Abbot Gernot Wottawah OSB

First Abbot of Inkamana Abbey 1982–2002

12 February 1940 – 15 September 2007 

On Saturday, 15 September, the memorial of Our Lady of Sorrows, God unexpectedly called Abbot Gernot Wottawah into eternal glory. Death came while Abbot Gernot was staying in St. Ottilien Archabbey.
Abbot Gernot was born on 12 February 1940 to Hans and Rosa Wottawah in Seiffen, a mining village in the Sudetenland, and baptized with the name Roland. A year later a second son was born, Erich. The outbreak of the Second World War soon overshadowed the life of the young family. The father was called up for military service and went to the eastern front. Tens of thousands of soldiers fell on both sides in the heavy fighting. Many other thousands never returned home and were reported as missing after the end of the war. Hans Wottawah was one of them. After the war ended when Russian troops occupied Czechoslovakia, the Germans were expelled from the Sudetenland. Rosa Wottawah, too, had to flee from her home with her two small children, leave behind their belongings and make their way to the West. They found accommodations in Wellheim, in the vicinity of Eichstätt. Roland attended the primary school there along with his younger brother. When the local parish priest became aware of Roland’s vocation, he sent him to the seminary at St. Ottilien. Fr. Wolfram Gampl, a monk of the Archabbey of St. Ottilien, who came from Wellheim, mediated the transfer. A year later Roland’s younger brother Erich also came to the seminary. Like Roland he joined the monastery and as Fr. Herbert is active today as a missionary in South Korea.
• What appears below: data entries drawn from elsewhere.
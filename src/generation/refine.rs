//! The rewrite pass: editorial pre-cleaning, prompt assembly and bounded
//! concurrent calls to a [`TextGenerator`].

use std::io::{BufRead, Write};
use std::sync::Arc;

use tokio::sync::Semaphore;
use tokio::task::JoinSet;
use tracing::{error, info, instrument, warn};

use crate::cleaner::{Cleaner, CleanerError, RuleSet, normalize};
use crate::config::Config;
use crate::entities::{ArticleRecord, RefinedRecord};
use crate::generation::{GenerationError, GenerationParams, Message, TextGenerator};
use crate::pipeline::PipelineError;

const TITLE_NOISE: &str = "映画";
const TITLE_BRACKETS: [char; 4] = ['「', '」', '【', '】'];

#[derive(Debug, Clone)]
pub struct RefineOptions {
    pub params: GenerationParams,
    /// Rules run over the article text before it is sent.
    pub rules: RuleSet,
    pub concurrency: usize,
}

impl RefineOptions {
    pub fn from_config(config: &Config, cleaner: &Cleaner) -> Result<Self, CleanerError> {
        Ok(Self {
            params: GenerationParams::for_refinement(config.model()),
            rules: cleaner.editorial_rules(config.mention_handle())?,
            concurrency: config.generation_concurrency(),
        })
    }
}

#[derive(Debug, Clone, Copy, Default, PartialEq, Eq)]
pub struct RefineStats {
    pub written: usize,
    pub failed: usize,
    pub skipped: usize,
}

/// Rewrites one article. A failed call never propagates: the record keeps
/// the pre-cleaned text behind an error notice and carries `error`.
pub async fn refine_article<G>(
    generator: &G,
    article: &ArticleRecord,
    options: &RefineOptions,
) -> RefinedRecord
where
    G: TextGenerator + ?Sized,
{
    let (title, prompt_title) = prepare_title(article.title_str().unwrap_or_default());
    let text = normalize(article.text_str().unwrap_or_default(), &options.rules);

    let messages = [
        Message::system(system_prompt(&prompt_title)),
        Message::user(user_prompt(&prompt_title, &text)),
    ];

    let outcome = match generator.generate(&messages, &options.params).await {
        Ok(generated) if generated.trim().is_empty() => Err(GenerationError::EmptyCompletion),
        Ok(generated) => Ok(generated.trim().to_string()),
        Err(e) => Err(e),
    };

    match outcome {
        Ok(generated) => RefinedRecord {
            id: article.id.clone(),
            title,
            text: generated,
            extra: article.extra.clone(),
            error: None,
        },
        Err(e) => {
            warn!(id = %article.id, title = %prompt_title, error = %e, "generation failed");
            failed_record(article, title, &text, &e)
        }
    }
}

/// Refines every article with at most `options.concurrency` calls in flight.
/// Output order matches input order.
#[instrument(skip_all, fields(articles = articles.len()))]
pub async fn refine_all<G>(
    generator: Arc<G>,
    articles: Vec<ArticleRecord>,
    options: Arc<RefineOptions>,
) -> Vec<RefinedRecord>
where
    G: TextGenerator + ?Sized + 'static,
{
    let semaphore = Arc::new(Semaphore::new(options.concurrency.max(1)));
    let mut tasks = JoinSet::new();

    for (index, article) in articles.iter().cloned().enumerate() {
        let generator = Arc::clone(&generator);
        let options = Arc::clone(&options);
        let semaphore = Arc::clone(&semaphore);
        tasks.spawn(async move {
            let _permit = semaphore.acquire_owned().await.ok();
            let record = refine_article(generator.as_ref(), &article, &options).await;
            (index, record)
        });
    }

    let mut slots: Vec<Option<RefinedRecord>> = vec![None; articles.len()];
    while let Some(joined) = tasks.join_next().await {
        match joined {
            Ok((index, record)) => slots[index] = Some(record),
            Err(e) => error!(error = %e, "refine task did not complete"),
        }
    }

    slots
        .into_iter()
        .zip(&articles)
        .map(|(slot, article)| {
            slot.unwrap_or_else(|| {
                let (title, _) = prepare_title(article.title_str().unwrap_or_default());
                let text = normalize(article.text_str().unwrap_or_default(), &options.rules);
                let e = GenerationError::Task("task aborted".to_string());
                failed_record(article, title, &text, &e)
            })
        })
        .collect()
}

/// Reads JSONL articles, refines them and writes one refined record per line.
#[instrument(skip_all)]
pub async fn refine_jsonl<R, W, G>(
    input: R,
    mut output: W,
    generator: Arc<G>,
    options: Arc<RefineOptions>,
) -> Result<RefineStats, PipelineError>
where
    R: BufRead,
    W: Write,
    G: TextGenerator + ?Sized + 'static,
{
    let mut stats = RefineStats::default();
    let mut articles = Vec::new();

    for (index, line) in input.lines().enumerate() {
        let line = line?;
        if line.trim().is_empty() {
            continue;
        }
        match serde_json::from_str::<ArticleRecord>(&line) {
            Ok(article) => articles.push(article),
            Err(e) => {
                warn!(line = index + 1, error = %e, "skipping malformed record");
                stats.skipped += 1;
            }
        }
    }

    for record in refine_all(generator, articles, options).await {
        if record.error.is_some() {
            stats.failed += 1;
        }
        serde_json::to_writer(&mut output, &record)?;
        output.write_all(b"\n")?;
        stats.written += 1;
    }
    output.flush()?;

    info!(
        written = stats.written,
        failed = stats.failed,
        skipped = stats.skipped,
        "refine pass finished"
    );
    Ok(stats)
}

/// Record title without the word 映画, and the prompt title additionally
/// without brackets.
fn prepare_title(title: &str) -> (String, String) {
    let title = title.replace(TITLE_NOISE, "").trim().to_string();
    let prompt_title = title.chars().filter(|c| !TITLE_BRACKETS.contains(c)).collect();
    (title, prompt_title)
}

fn failed_record(
    article: &ArticleRecord,
    title: String,
    text: &str,
    e: &GenerationError,
) -> RefinedRecord {
    RefinedRecord {
        id: article.id.clone(),
        title,
        text: format!("エラー: AIによる処理に失敗しました。詳細: {e}\n\n元のテキスト:\n{text}"),
        extra: article.extra.clone(),
        error: Some(e.to_string()),
    }
}

fn system_prompt(title: &str) -> String {
    format!(
        "あなたはプロの映画ブログ編集者です。提供された映画レビューのテキストを以下の指示に従って編集し、指定された6部構成に再編してください。

**編集指示:**
1. **冗長性の排除:** テキスト全体を読みやすく、自然な流れにしてください。特に映画のタイトル「{title}」の過度な繰り返しや、その他冗長な表現を減らしてください。
2. **文体維持:** 元の記事の文体、トーン、筆者の個人的な視点や口調は最大限維持してください。
3. **不要情報の削除:** 記事の本筋と関係の薄い情報（例: 外部リンク、商品紹介、他の記事への誘導、SNSの埋め込みや言及など）は削除してください。ただし、映画の評価に直接関わる引用は残しても構いません。

**再構成指示:**
編集後のテキストを、以下の6つのセクションに沿って再編成してください。各セクション見出しは `# セクション名` の形式で記述してください。

1. `# 導入`
2. `# 予告編とあらすじ`
3. `# 出演者・スタッフ情報`
4. `# 感想レビュー`
5. `# メインキャスト紹介`
6. `# まとめ`

**重要な注意点:**
* 各セクションには、元のテキストに含まれる情報のみを使用してください。
* 不足している情報を新たに追加したり、内容を創作したりしないでください。
* 該当する情報がほとんどないセクションは簡潔にするか、「このセクションに該当する情報は元のテキストにありませんでした。」と記述してください。
* 最終出力は、上記6部構成のマークダウン形式のみとしてください。"
    )
}

fn user_prompt(title: &str, text: &str) -> String {
    format!(
        "以下の映画レビューテキストを編集し、6部構成に再構成してください。

元のタイトル（参考情報、出力に含めない）: {title}
元のテキスト:
{text}

編集・再構成された記事:
"
    )
}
In June 1960 Roland took his university entrance exams in which he received excellent results. A few months later he began his novitiate in the Archabbey as Frater Gernot. On 25 September 1961 he made his temporary profession. This was followed by preparation for priesthood that included two years of philosophy at the congregation’s college in St. Ottilien and then four years of theology at the Maximillian University in Munich. On 27 September 1964 he joined the missionary Benedictines of St. Ottilien by taking his solemn vows. Bishop Aurelian Bilgeri of Eshowe, Zululand, ordained him to the priesthood on 4 September 1966. Soon afterwards he began his studies in the Institute for Canon Law which he completed in 1972. Having returned to the Archabbey, he took over the post of a prefect in the seminary and a little later the office of secretary of the congregation. In this latter function he accompanied Archabbot Notker to South Africa in 1978 for the canonical visitation of the Conventual Priory of Inkamana. At the same time there was the election of a new prior following the resignation of Prior Elmar Kimmel. It did not take long for the monks to reach a decision. The choice fell on Fr. Gernot. He accepted it knowing quite well that his life would change decisively.
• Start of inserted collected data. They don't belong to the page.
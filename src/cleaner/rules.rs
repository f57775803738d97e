//! Pattern rules consulted by the normalizer.
//!
//! Rules are plain data ([`PatternRule`]) compiled into a [`RuleSet`]. The
//! set keeps one ordered list per [`RuleKind`]; the normalizer never needs to
//! know which concrete rules exist, so callers can append their own without
//! touching it.

use std::borrow::Cow;
use std::sync::LazyLock;

use regex::{Regex, RegexBuilder};
use serde::{Deserialize, Serialize};

use crate::cleaner::errors::CleanerError;

const AMAZON_URL: &str = r#"https?://(?:www\.)?amazon\.(?:[a-z.]{2,6})/[^\s"'<]+"#;
const ASIN_DETAIL: &str = r"\[asin:[^\]]+:detail\]";
const AMAZON_ANCHOR: &str =
    r#"<a\s[^>]*href=["']https?://(?:www\.)?amazon\.(?:[a-z.]{2,6})/[^\s"']+["']"#;
const CAPTION_BLOCK: &str = r"\[caption\b[^\]]*\].*?\[/caption\]";
const ANY_SHORTCODE: &str = r"\[/?\w+.*?\]";

static STANDARD_RULES: LazyLock<RuleSet> = LazyLock::new(|| {
    RuleSet::from_rules(&standard_rules()).expect("built-in rules must compile")
});

#[derive(Debug, Clone, Copy, PartialEq, Eq, Serialize, Deserialize)]
#[serde(rename_all = "snake_case")]
pub enum RuleKind {
    /// Any match anywhere in a paragraph discards the whole paragraph.
    RejectParagraph,
    /// Matches are replaced (deleted by default); the paragraph is kept.
    StripSpan,
    /// Cleaned lines matching the pattern are removed from their paragraph.
    DropLine,
    /// A paragraph whose first line matches is dropped. A heading standing
    /// alone also takes the next paragraph with it.
    DropSection,
}

/// A single pattern rule as data.
#[derive(Debug, Clone, PartialEq, Eq, Serialize, Deserialize)]
pub struct PatternRule {
    pub name: String,
    pub kind: RuleKind,
    pub pattern: String,
    #[serde(default)]
    pub case_insensitive: bool,
    /// Lets `.` match newlines so a pattern can span lines of a paragraph.
    #[serde(default)]
    pub dot_matches_newline: bool,
    /// Replacement template for [`RuleKind::StripSpan`] rules. Supports `$1`
    /// style capture references.
    #[serde(default)]
    pub replacement: String,
}

impl PatternRule {
    pub fn new(name: impl Into<String>, kind: RuleKind, pattern: impl Into<String>) -> Self {
        Self {
            name: name.into(),
            kind,
            pattern: pattern.into(),
            case_insensitive: false,
            dot_matches_newline: false,
            replacement: String::new(),
        }
    }

    pub fn case_insensitive(mut self) -> Self {
        self.case_insensitive = true;
        self
    }

    pub fn across_lines(mut self) -> Self {
        self.dot_matches_newline = true;
        self
    }

    pub fn replace_with(mut self, replacement: impl Into<String>) -> Self {
        self.replacement = replacement.into();
        self
    }

    pub fn compile(&self) -> Result<CompiledRule, CleanerError> {
        let regex = RegexBuilder::new(&self.pattern)
            .case_insensitive(self.case_insensitive)
            .dot_matches_new_line(self.dot_matches_newline)
            .build()
            .map_err(|source| CleanerError::InvalidPattern {
                name: self.name.clone(),
                source,
            })?;

        Ok(CompiledRule {
            name: self.name.clone(),
            kind: self.kind,
            regex,
            replacement: self.replacement.clone(),
        })
    }
}

#[derive(Debug, Clone)]
pub struct CompiledRule {
    name: String,
    kind: RuleKind,
    regex: Regex,
    replacement: String,
}

impl CompiledRule {
    pub fn name(&self) -> &str {
        &self.name
    }

    pub fn kind(&self) -> RuleKind {
        self.kind
    }

    pub fn is_match(&self, text: &str) -> bool {
        self.regex.is_match(text)
    }

    pub fn deletes(&self) -> bool {
        self.replacement.is_empty()
    }

    pub fn apply<'a>(&self, text: &'a str) -> Cow<'a, str> {
        self.regex.replace_all(text, self.replacement.as_str())
    }
}

/// Ordered, immutable-once-built collection of compiled rules.
#[derive(Debug, Clone, Default)]
pub struct RuleSet {
    reject: Vec<CompiledRule>,
    strip: Vec<CompiledRule>,
    drop_line: Vec<CompiledRule>,
    sections: Vec<CompiledRule>,
}

impl RuleSet {
    pub fn from_rules(rules: &[PatternRule]) -> Result<Self, CleanerError> {
        let mut set = Self::default();
        for rule in rules {
            set.push(rule)?;
        }
        Ok(set)
    }

    /// Affiliate rejection plus caption stripping.
    pub fn standard() -> Self {
        STANDARD_RULES.clone()
    }

    /// Appends a rule after every existing rule of the same kind.
    pub fn push(&mut self, rule: &PatternRule) -> Result<(), CleanerError> {
        let compiled = rule.compile()?;
        match compiled.kind {
            RuleKind::RejectParagraph => self.reject.push(compiled),
            RuleKind::StripSpan => self.strip.push(compiled),
            RuleKind::DropLine => self.drop_line.push(compiled),
            RuleKind::DropSection => self.sections.push(compiled),
        }
        Ok(())
    }

    pub fn extend(&mut self, rules: &[PatternRule]) -> Result<(), CleanerError> {
        rules.iter().try_for_each(|rule| self.push(rule))
    }

    /// Appends rules from a JSON array of [`PatternRule`] objects.
    pub fn extend_from_json(&mut self, json: &str) -> Result<(), CleanerError> {
        let rules: Vec<PatternRule> = serde_json::from_str(json)?;
        self.extend(&rules)
    }

    /// First reject rule matching the paragraph, if any.
    pub fn rejecting_rule(&self, paragraph: &str) -> Option<&CompiledRule> {
        self.reject.iter().find(|rule| rule.is_match(paragraph))
    }

    pub fn section_rule(&self, line: &str) -> Option<&CompiledRule> {
        self.sections.iter().find(|rule| rule.is_match(line))
    }

    /// Applies every strip rule in order, each over the previous output.
    pub fn strip_spans(&self, text: &str) -> String {
        self.strip
            .iter()
            .fold(text.to_string(), |acc, rule| rule.apply(&acc).into_owned())
    }

    /// True when every strip rule deletes its matches, so repeated stripping
    /// only ever shortens the text.
    pub fn strips_only_delete(&self) -> bool {
        self.strip.iter().all(CompiledRule::deletes)
    }

    pub fn drops_line(&self, line: &str) -> bool {
        self.drop_line.iter().any(|rule| rule.is_match(line))
    }

    pub fn len(&self) -> usize {
        self.reject.len() + self.strip.len() + self.drop_line.len() + self.sections.len()
    }

    pub fn is_empty(&self) -> bool {
        self.len() == 0
    }
}

/// Paragraph-reject rules for Amazon referral content.
pub fn affiliate_rules() -> Vec<PatternRule> {
    vec![
        PatternRule::new("amazon_url", RuleKind::RejectParagraph, AMAZON_URL).case_insensitive(),
        PatternRule::new("asin_detail", RuleKind::RejectParagraph, ASIN_DETAIL).case_insensitive(),
        PatternRule::new("amazon_anchor", RuleKind::RejectParagraph, AMAZON_ANCHOR)
            .case_insensitive(),
    ]
}

pub fn caption_rule() -> PatternRule {
    PatternRule::new("caption", RuleKind::StripSpan, CAPTION_BLOCK)
        .case_insensitive()
        .across_lines()
}

/// Strips any `[name ...]` or `[/name]` directive. Opt-in: it also eats
/// bracketed text such as footnote markers.
pub fn any_shortcode_rule() -> PatternRule {
    PatternRule::new("any_shortcode", RuleKind::StripSpan, ANY_SHORTCODE)
}

pub fn standard_rules() -> Vec<PatternRule> {
    let mut rules = affiliate_rules();
    rules.push(caption_rule());
    rules
}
In January he took up his new office as conventual prior of Inkamana. At the time, fifty-four monks belonged to the priory. Fifty-two of them came from Europe and only two were Africans. Prior Gernot made it clear from the beginning that he considered the promotion of local vocations to be of top priority and called upon his monks to rise to this challenge. Zululand at the time was still largely a mission territory. In order to emphasize the roll of Inkamana as a Benedictine monastery in the essentially mission organized church of Zululand, Prior Gernot made all the necessary preparations for elevating the monastery to an abbey. This became a reality in 1982. When the community then elected him abbot, he was even more determined to make Inkamana into a monastery in which the local monks felt at home and the monastic tradition could be enriched with African elements. During his twenty years as abbot no less than 150 candidates entered the monastery. Among them were many from Malawi and Namibia and even some from Angloa. Even if by far not all persevered to solemn profession, just under half of the community (25 of 52 monks) consisted of Africans when Abbot Gernot resigned in 2002.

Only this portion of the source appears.